Task prompt >>
Across the entries that follow, work out the number of lines containing the string "never", and state it alone.
Segment Start: Extracted records
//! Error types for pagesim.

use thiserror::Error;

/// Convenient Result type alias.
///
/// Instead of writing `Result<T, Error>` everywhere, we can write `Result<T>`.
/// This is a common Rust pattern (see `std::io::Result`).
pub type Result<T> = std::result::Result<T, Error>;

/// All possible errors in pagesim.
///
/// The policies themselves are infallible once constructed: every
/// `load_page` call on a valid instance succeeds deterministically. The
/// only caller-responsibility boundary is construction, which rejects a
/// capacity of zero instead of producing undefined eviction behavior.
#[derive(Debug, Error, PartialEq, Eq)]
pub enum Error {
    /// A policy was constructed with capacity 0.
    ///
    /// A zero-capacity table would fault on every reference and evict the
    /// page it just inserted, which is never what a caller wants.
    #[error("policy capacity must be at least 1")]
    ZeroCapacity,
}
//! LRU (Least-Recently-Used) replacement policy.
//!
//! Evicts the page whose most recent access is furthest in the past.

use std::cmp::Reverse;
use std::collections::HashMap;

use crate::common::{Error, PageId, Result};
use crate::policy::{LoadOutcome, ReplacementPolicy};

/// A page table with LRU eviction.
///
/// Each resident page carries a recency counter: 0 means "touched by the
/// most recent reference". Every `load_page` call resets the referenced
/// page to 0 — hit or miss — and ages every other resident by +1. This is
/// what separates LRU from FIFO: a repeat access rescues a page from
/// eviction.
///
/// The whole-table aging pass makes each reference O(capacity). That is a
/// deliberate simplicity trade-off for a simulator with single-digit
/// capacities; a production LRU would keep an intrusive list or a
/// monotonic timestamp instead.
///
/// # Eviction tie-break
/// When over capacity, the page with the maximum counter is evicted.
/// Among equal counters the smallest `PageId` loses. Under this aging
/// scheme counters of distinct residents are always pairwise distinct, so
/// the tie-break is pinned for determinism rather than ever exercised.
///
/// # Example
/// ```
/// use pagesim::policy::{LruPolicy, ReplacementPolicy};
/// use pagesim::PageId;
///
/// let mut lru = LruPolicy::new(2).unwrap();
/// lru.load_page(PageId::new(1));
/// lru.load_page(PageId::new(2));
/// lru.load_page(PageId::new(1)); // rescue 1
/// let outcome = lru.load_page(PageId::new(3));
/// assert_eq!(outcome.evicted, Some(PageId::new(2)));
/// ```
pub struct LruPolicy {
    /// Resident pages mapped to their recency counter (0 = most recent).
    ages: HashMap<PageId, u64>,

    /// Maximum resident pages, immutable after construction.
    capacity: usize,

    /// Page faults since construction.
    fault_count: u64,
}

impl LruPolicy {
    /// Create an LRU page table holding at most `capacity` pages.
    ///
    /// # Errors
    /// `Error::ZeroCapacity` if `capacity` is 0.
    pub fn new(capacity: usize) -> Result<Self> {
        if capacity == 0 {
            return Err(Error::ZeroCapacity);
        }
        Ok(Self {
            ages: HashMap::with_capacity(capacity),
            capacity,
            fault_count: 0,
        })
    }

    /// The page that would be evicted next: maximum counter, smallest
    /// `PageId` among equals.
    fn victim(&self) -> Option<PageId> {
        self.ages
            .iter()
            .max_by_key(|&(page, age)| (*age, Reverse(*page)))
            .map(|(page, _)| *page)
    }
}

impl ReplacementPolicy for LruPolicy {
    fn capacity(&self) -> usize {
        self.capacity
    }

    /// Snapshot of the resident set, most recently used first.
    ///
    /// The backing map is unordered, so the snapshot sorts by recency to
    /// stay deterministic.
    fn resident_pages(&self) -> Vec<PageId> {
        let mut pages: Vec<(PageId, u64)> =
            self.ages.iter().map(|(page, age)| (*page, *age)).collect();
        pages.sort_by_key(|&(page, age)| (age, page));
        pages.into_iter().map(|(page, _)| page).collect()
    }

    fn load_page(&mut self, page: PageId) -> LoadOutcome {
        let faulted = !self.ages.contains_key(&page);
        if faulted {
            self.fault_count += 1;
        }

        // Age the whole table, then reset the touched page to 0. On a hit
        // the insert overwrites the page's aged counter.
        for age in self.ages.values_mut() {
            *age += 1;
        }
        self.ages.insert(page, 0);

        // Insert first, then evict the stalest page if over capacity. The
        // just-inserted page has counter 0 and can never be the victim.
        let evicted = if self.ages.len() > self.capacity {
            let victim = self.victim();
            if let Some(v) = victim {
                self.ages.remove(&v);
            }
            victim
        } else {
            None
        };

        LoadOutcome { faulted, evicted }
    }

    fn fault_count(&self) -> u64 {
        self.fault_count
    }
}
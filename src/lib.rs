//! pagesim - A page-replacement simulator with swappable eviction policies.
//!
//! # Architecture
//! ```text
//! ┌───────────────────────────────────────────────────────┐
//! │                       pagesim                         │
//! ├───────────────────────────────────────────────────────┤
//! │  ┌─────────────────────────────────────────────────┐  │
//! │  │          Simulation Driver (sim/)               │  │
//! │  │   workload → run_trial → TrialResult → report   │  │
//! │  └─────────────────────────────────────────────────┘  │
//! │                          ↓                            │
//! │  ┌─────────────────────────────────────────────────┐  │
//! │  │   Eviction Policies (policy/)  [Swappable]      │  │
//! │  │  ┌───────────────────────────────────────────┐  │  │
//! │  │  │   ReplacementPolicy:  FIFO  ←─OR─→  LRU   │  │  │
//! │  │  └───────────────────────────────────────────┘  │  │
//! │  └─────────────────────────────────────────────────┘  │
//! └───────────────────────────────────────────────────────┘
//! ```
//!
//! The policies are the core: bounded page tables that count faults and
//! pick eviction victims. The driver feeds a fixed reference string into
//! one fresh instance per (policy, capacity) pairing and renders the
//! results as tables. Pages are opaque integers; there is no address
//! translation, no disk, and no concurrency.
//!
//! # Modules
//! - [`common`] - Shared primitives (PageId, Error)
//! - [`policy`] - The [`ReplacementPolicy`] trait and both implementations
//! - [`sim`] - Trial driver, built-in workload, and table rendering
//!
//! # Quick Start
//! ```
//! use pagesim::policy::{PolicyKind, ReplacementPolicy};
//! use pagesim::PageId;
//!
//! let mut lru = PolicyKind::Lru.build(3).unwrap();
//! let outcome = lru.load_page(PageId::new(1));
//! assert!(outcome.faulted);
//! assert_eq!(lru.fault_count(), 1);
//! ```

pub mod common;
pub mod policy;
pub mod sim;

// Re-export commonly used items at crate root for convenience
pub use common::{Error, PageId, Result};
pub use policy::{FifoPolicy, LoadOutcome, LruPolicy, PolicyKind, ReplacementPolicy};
Segment End: Extracted records
Task solution >>
2